Exercise goal - What is the number of lines in the following data that contain "Gornau"? Answer with the number alone.

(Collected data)
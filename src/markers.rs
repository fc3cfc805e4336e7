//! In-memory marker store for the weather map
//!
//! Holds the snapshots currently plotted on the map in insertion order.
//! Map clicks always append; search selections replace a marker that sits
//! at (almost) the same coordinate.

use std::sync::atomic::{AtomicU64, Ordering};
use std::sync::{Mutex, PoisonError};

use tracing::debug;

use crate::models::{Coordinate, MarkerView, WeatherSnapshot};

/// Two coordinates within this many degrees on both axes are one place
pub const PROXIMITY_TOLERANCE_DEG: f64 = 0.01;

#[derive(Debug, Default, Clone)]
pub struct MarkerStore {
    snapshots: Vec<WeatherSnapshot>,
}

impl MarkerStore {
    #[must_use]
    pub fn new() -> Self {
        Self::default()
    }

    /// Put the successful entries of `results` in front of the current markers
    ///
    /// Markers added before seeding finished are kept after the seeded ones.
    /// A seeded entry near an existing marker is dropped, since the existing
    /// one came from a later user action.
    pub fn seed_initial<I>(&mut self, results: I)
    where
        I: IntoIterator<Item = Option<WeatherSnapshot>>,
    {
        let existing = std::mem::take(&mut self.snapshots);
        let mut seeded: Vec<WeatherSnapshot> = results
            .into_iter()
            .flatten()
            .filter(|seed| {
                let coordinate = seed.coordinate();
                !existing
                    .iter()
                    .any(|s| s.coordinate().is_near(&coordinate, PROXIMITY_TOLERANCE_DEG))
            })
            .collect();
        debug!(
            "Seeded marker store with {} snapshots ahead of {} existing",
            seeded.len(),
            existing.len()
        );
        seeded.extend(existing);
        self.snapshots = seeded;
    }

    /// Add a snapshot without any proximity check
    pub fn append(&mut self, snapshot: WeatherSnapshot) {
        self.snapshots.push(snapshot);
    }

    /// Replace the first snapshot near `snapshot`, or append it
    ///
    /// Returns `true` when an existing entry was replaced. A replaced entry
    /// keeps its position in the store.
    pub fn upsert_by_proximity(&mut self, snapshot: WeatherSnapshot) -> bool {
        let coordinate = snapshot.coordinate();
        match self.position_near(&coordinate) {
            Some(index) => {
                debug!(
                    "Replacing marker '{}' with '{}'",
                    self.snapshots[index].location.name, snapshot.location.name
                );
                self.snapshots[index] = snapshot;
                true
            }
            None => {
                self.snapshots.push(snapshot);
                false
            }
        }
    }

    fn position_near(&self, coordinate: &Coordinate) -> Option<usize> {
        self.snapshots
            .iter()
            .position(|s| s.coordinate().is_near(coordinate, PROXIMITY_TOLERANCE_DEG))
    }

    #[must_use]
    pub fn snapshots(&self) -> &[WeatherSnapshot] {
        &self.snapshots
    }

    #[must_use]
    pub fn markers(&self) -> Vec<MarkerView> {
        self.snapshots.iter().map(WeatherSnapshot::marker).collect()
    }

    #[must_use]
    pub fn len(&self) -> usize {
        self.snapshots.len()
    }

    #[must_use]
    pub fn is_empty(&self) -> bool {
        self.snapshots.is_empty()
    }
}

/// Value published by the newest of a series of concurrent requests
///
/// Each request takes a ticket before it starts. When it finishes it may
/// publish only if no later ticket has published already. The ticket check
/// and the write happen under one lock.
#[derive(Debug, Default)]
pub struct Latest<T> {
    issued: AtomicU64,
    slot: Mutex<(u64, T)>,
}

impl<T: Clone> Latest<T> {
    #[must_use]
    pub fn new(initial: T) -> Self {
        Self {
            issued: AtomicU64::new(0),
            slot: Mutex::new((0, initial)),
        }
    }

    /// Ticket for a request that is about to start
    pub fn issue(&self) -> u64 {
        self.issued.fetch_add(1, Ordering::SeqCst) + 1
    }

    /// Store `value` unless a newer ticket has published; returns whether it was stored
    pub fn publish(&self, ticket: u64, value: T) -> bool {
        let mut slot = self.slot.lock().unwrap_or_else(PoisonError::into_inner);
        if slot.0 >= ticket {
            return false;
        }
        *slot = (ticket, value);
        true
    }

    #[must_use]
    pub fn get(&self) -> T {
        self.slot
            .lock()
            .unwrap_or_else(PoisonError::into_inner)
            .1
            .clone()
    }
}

---

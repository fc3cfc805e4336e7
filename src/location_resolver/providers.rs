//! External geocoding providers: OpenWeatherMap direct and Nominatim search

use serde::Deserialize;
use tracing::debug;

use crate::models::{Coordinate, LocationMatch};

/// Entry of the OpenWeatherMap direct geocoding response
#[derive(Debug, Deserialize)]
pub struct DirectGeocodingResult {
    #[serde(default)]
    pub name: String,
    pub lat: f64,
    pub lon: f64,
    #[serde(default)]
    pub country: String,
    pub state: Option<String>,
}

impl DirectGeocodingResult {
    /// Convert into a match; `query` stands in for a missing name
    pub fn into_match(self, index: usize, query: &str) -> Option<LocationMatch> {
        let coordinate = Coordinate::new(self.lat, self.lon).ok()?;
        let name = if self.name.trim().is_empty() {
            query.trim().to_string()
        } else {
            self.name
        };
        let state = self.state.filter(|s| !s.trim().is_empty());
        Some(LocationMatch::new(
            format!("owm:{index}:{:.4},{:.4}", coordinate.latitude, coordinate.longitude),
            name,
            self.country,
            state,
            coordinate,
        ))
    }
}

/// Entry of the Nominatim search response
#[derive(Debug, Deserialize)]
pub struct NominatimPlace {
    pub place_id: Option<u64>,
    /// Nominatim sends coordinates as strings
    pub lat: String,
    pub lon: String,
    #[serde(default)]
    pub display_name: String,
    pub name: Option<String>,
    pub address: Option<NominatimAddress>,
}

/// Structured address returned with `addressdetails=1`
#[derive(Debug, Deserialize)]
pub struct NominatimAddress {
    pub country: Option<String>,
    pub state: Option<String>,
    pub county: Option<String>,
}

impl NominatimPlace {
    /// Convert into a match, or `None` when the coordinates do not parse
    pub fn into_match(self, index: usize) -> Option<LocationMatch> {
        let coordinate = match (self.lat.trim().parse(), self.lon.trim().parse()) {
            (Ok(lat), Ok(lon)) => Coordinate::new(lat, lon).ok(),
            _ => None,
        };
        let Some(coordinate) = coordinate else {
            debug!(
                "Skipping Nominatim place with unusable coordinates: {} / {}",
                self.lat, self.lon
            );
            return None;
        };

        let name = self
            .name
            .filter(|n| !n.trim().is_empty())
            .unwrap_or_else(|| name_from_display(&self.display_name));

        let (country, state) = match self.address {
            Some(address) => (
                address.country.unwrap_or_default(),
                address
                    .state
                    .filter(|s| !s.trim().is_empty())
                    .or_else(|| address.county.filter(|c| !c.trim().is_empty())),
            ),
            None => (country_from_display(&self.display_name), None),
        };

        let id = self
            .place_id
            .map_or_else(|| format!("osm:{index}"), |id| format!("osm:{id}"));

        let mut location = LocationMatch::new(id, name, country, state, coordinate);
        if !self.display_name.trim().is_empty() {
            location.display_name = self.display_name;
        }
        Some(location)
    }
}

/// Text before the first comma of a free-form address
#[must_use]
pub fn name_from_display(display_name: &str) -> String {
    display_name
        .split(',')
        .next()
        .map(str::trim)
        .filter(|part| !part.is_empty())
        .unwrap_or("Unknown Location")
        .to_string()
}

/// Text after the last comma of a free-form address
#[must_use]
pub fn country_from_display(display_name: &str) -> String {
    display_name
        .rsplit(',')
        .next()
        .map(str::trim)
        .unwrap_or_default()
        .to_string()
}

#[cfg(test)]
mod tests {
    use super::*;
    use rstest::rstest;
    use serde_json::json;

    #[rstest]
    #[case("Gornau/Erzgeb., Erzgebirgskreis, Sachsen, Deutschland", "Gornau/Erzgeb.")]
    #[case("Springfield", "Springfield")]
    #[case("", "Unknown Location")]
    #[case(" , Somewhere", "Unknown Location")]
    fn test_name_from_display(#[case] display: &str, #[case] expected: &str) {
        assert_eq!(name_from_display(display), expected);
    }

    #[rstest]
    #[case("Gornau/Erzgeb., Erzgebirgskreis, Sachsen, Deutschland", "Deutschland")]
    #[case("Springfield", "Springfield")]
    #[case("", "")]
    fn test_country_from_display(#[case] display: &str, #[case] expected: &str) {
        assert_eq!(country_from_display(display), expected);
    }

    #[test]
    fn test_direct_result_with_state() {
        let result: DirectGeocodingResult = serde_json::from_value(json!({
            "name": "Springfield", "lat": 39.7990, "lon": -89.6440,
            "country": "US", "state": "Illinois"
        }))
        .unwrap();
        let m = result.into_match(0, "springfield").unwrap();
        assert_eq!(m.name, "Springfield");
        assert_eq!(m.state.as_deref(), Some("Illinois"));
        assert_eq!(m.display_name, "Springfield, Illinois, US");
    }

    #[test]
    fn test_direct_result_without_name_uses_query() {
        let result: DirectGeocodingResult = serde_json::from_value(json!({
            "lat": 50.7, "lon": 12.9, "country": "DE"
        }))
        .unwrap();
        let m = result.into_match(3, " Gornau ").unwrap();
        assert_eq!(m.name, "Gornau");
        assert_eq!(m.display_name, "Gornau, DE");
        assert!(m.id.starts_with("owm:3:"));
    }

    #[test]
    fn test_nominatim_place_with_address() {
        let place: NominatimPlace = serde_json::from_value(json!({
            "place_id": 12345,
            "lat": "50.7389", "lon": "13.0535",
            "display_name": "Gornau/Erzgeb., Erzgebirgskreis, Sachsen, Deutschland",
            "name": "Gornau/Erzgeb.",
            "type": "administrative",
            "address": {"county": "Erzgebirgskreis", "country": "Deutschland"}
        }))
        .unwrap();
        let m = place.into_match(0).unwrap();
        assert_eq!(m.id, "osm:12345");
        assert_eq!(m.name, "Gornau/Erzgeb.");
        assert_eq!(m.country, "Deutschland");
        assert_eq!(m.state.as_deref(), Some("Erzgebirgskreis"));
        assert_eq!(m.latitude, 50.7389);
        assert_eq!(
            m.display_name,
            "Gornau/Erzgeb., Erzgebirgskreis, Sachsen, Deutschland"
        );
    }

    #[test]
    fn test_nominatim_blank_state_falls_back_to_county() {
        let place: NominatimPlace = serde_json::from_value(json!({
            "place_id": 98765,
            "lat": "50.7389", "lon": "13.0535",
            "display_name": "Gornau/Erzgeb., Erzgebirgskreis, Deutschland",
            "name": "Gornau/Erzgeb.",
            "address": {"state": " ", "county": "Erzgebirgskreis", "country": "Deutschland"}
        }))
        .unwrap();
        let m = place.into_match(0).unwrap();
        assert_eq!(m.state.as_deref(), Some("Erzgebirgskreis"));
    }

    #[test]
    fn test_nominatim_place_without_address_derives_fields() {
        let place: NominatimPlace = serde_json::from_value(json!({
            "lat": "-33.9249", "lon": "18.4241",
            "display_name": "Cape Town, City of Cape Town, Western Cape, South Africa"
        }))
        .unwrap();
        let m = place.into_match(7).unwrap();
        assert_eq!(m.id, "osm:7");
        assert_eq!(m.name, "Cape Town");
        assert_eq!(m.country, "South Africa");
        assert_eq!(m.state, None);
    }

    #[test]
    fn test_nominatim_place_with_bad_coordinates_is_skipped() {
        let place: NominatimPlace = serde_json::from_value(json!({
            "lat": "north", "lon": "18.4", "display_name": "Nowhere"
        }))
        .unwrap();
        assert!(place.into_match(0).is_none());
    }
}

Exercise solution - 11